### EXERCISE GOAL
Comb through the entries for "builder" and pull out each line that holds it.

Saved entries:
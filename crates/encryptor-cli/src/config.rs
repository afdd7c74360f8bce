//! Configuration loading and validation for the encryptor CLI.
//!
//! Encryptor options come from `ENCRYPTOR_*` environment variables
//! (`ENCRYPTOR_KEY`, `ENCRYPTOR_KEY_LENGTH`, `ENCRYPTOR_RANDOM_BYTES`,
//! `ENCRYPTOR_SERIALIZE_MODE`, `ENCRYPTOR_MAC_POLICY`). The log level comes
//! from `LOG_LEVEL`.

use anyhow::{Context, Result};
use laravel_encryptor::Options;
use serde::Deserialize;

/// Loaded CLI configuration.
#[derive(Debug, Clone)]
pub struct Config {
    /// Encryptor options. The key is validated only by commands that need it.
    pub options: Options,

    /// Tracing log level.
    pub log_level: String,
}

#[derive(Debug, Deserialize)]
struct Logging {
    #[serde(default = "default_log_level")]
    log_level: String,
}

fn default_log_level() -> String {
    "info".into()
}

impl Config {
    /// Load configuration from environment variables.
    pub fn from_env() -> Result<Self> {
        let options: Options = config::Config::builder()
            .add_source(config::Environment::with_prefix("ENCRYPTOR").try_parsing(true))
            .build()
            .context("failed to build encryptor configuration")?
            .try_deserialize()
            .context("failed to deserialise encryptor configuration")?;

        let logging: Logging = config::Config::builder()
            .add_source(config::Environment::default())
            .build()
            .context("failed to build logging configuration")?
            .try_deserialize()
            .context("failed to deserialise logging configuration")?;

        Ok(Self {
            options,
            log_level: logging.log_level,
        })
    }

    /// Options for commands that encrypt or decrypt.
    ///
    /// # Errors
    ///
    /// Returns an error if neither `ENCRYPTOR_KEY` nor the deprecated
    /// `ENCRYPTOR_LARAVEL_KEY` is set.
    pub fn encryptor_options(&self) -> Result<Options> {
        self.validate()?;
        Ok(self.options.clone())
    }

    fn validate(&self) -> Result<()> {
        let has_legacy = self
            .options
            .laravel_key
            .as_deref()
            .is_some_and(|k| !k.trim().is_empty());
        if self.options.key.trim().is_empty() && !has_legacy {
            anyhow::bail!("ENCRYPTOR_KEY is required and must not be empty");
        }
        Ok(())
    }
}
//! Error kinds surfaced by every encryptor façade.

use thiserror::Error;

/// Top-level encryptor error type.
///
/// Every failure of an encrypt or decrypt call is reported as exactly one of
/// these kinds. Collaborator errors are folded into them at the library
/// boundary; a value that is already an `EncryptorError` passes through as is.
#[derive(Debug, Error, Clone, PartialEq, Eq)]
pub enum EncryptorError {
    /// Invalid key-size selector or undecodable key material.
    #[error("configuration error: {0}")]
    Configuration(String),

    /// The outer payload could not be decoded, a field is missing, or the IV
    /// has the wrong length.
    #[error("invalid payload: {0}")]
    PayloadFormat(String),

    /// The MAC did not match, or could not be computed during verification.
    #[error("the MAC is invalid")]
    Authentication,

    /// The block cipher or the random source failed.
    #[error("cipher failure: {0}")]
    Cipher(String),

    /// The serialization bridge rejected a value or a serialized string.
    #[error("serialization failure: {0}")]
    Serialization(String),

    /// The sync façade was called without any data to cipher.
    #[error("called without data to cipher")]
    MissingData,
}

impl EncryptorError {
    /// Stable machine-readable code for this error kind.
    pub fn code(&self) -> &'static str {
        match self {
            EncryptorError::Configuration(_) => "configuration_error",
            EncryptorError::PayloadFormat(_) => "payload_format_error",
            EncryptorError::Authentication => "authentication_error",
            EncryptorError::Cipher(_) => "cipher_error",
            EncryptorError::Serialization(_) => "serialization_error",
            EncryptorError::MissingData => "missing_data",
        }
    }
}

#[cfg(test)]
mod tests {
    use super::*;

    #[test]
    fn codes_are_distinct() {
        let codes = [
            EncryptorError::Configuration("x".into()).code(),
            EncryptorError::PayloadFormat("x".into()).code(),
            EncryptorError::Authentication.code(),
            EncryptorError::Cipher("x".into()).code(),
            EncryptorError::Serialization("x".into()).code(),
            EncryptorError::MissingData.code(),
        ];
        for (i, a) in codes.iter().enumerate() {
            for b in &codes[i + 1..] {
                assert_ne!(a, b);
            }
        }
    }

    #[test]
    fn display_includes_message() {
        let e = EncryptorError::PayloadFormat("missing field `mac`".into());
        assert!(e.to_string().contains("missing field `mac`"));
        assert_eq!(EncryptorError::Authentication.to_string(), "the MAC is invalid");
    }
}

### TASK OUTPUT
        let options: Options = config::Config::builder()
        let logging: Logging = config::Config::builder()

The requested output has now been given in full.